**Exercise description:** Set down the lines below exactly as they stand, please. Go from the first through the one containing "dictionary candidate sources".

**Working data:**
..........
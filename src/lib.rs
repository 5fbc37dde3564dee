//! # phrasehound
//!
//! Pass phrase recovery for locked OpenPGP secret keys.
//!
//! # Overview
//!
//! phrasehound runs a multi-threaded guess-and-test pipeline against one secret key
//! whose private material is protected by a symmetric cipher keyed from a pass phrase
//! through an OpenPGP string-to-key (S2K) function:
//!
//! - **Guessers** ([`guessers`]): incremental, random and dictionary candidate sources
//! - **Filters** ([`filters`]): regex allow/deny rules and prefix/suffix expansion
//! - **Testers** ([`tester`]): S2K derivation, CFB decryption and secret verification
//! - **Controller** ([`attack`]): stage wiring, status tracking and orderly shutdown
//! - **Checkpoints** ([`checkpoint`]): interrupted attacks resume where they stopped
//!
//! ## Module Overview
//!
//! | Module | Purpose |
//! |--------|---------|
//! | [`attack`] | [`Attack`] controller and the shared [`AttackContext`] |
//! | [`channel`] | Bounded blocking [`BoundedChannel`] between stages |
//! | [`checkpoint`] | Tagged resume state and its file format |
//! | [`config`] | Configuration management (TOML, CLI, environment) |
//! | [`crypto`] | Algorithm identifiers and CFB decryption |
//! | [`error`] | Error types and [`Result`] alias |
//! | [`filters`] | Pipeline filters |
//! | [`guessers`] | Candidate generators |
//! | [`key`] | Secret key model and verification |
//! | [`logger`] | Logging infrastructure using tracing |
//! | [`phrase`] | Candidate buffers and the found phrase |
//! | [`s2k`] | String-to-key derivation |
//! | [`tester`] | Per-thread candidate checker |
//!
//! # What This Library Does NOT Do
//!
//! - **OpenPGP packet parsing**: keys are supplied already decomposed, as TOML
//! - **Public key or message cracking**: only secret key protection is attacked
//! - **Version 3 keys**: only version 4 secret key packets are handled
//! - **Distributed attacks**: one process, one machine, one key
//!
//! # Quick Start
//!
//! ## As a Library
//!
//! ```rust,no_run
//! use std::sync::Arc;
//! use phrasehound::{Attack, AttackContext, AttackOptions, AttackStatus, Key};
//!
//! fn main() -> phrasehound::Result<()> {
//!     let key = Key::from_file(std::path::Path::new("secret.toml"))?;
//!     let options = AttackOptions::from_args(["-o", "charset=abc123", "-o", "max=6"])?;
//!
//!     let outcome = Attack::new(key, options, Arc::new(AttackContext::new())).run()?;
//!     if outcome.status == AttackStatus::Success {
//!         if let Some(phrase) = outcome.phrase {
//!             println!("{}", phrase.to_string_lossy());
//!         }
//!     }
//!     Ok(())
//! }
//! ```
//!
//! ## As a CLI Application
//!
//! ```bash
//! # Every phrase of 1..=6 characters over a small charset, 4 testers
//! phrasehound -o charset=abc123 -o max=6 -j 4 secret.toml
//!
//! # Word list with suffixes, keeping only capitalised candidates
//! phrasehound -g dictionary -o dictionary=words.txt --suffixes 1,123 --regexes caps.rules secret.toml
//!
//! # Ignore a previous checkpoint
//! phrasehound --no-resume secret.toml
//! ```
//!
//! # Configuration
//!
//! ```text
//! ┌─────────────────┐
//! │   CLI Arguments │ ◄── Highest priority (overrides all)
//! └────────┬────────┘
//!          │
//! ┌────────▼────────┐
//! │   Environment   │ ◄── PHRASEHOUND_STATE, PHRASEHOUND_CONFIG
//! │    Variables    │
//! └────────┬────────┘
//!          │
//! ┌────────▼────────┐
//! │   Config File   │ ◄── TOML file (default: phrasehound.conf)
//! │     (TOML)      │
//! └────────┬────────┘
//!          │
//! ┌────────▼────────┐
//! │    Defaults     │
//! └─────────────────┘
//! ```
//!
//! Attack settings (guesser, filters, job counts) are command-line only. They are
//! stored in the checkpoint so a resumed run uses the settings it was started with.
//!
//! # Security Considerations
//!
//! - **Memory Safety**: the found phrase is zeroized on drop (using zeroize)
//! - **Output**: the phrase is printed once and never logged
//! - **Checkpoints**: contain progress only, never candidate phrases

#![warn(missing_docs)]
#![warn(rustdoc::broken_intra_doc_links)]

pub mod attack;
pub mod channel;
pub mod checkpoint;
pub mod config;
pub mod crypto;
pub mod error;
pub mod filters;
pub mod guessers;
pub mod key;
pub mod logger;
pub mod phrase;
pub mod s2k;
pub mod tester;

pub use attack::{Attack, AttackContext, AttackOutcome, AttackStatus};
pub use channel::BoundedChannel;
pub use checkpoint::Checkpoint;
pub use config::{load_config, AttackOptions, CliArgs, Config, LogLevel};
pub use error::{Error, Result};
pub use key::Key;
pub use phrase::{PhraseBlock, SecretPhrase};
..........
**Final answer:**
filename src/lib.rs
repository 5fbc37dde3564dee
//! # phrasehound
//!
//! Pass phrase recovery for locked OpenPGP secret keys.
//!
//! # Overview
//!
//! phrasehound runs a multi-threaded guess-and-test pipeline against one secret key
//! whose private material is protected by a symmetric cipher keyed from a pass phrase
//! through an OpenPGP string-to-key (S2K) function:
//!
//! - **Guessers** ([`guessers`]): incremental, random and dictionary candidate sources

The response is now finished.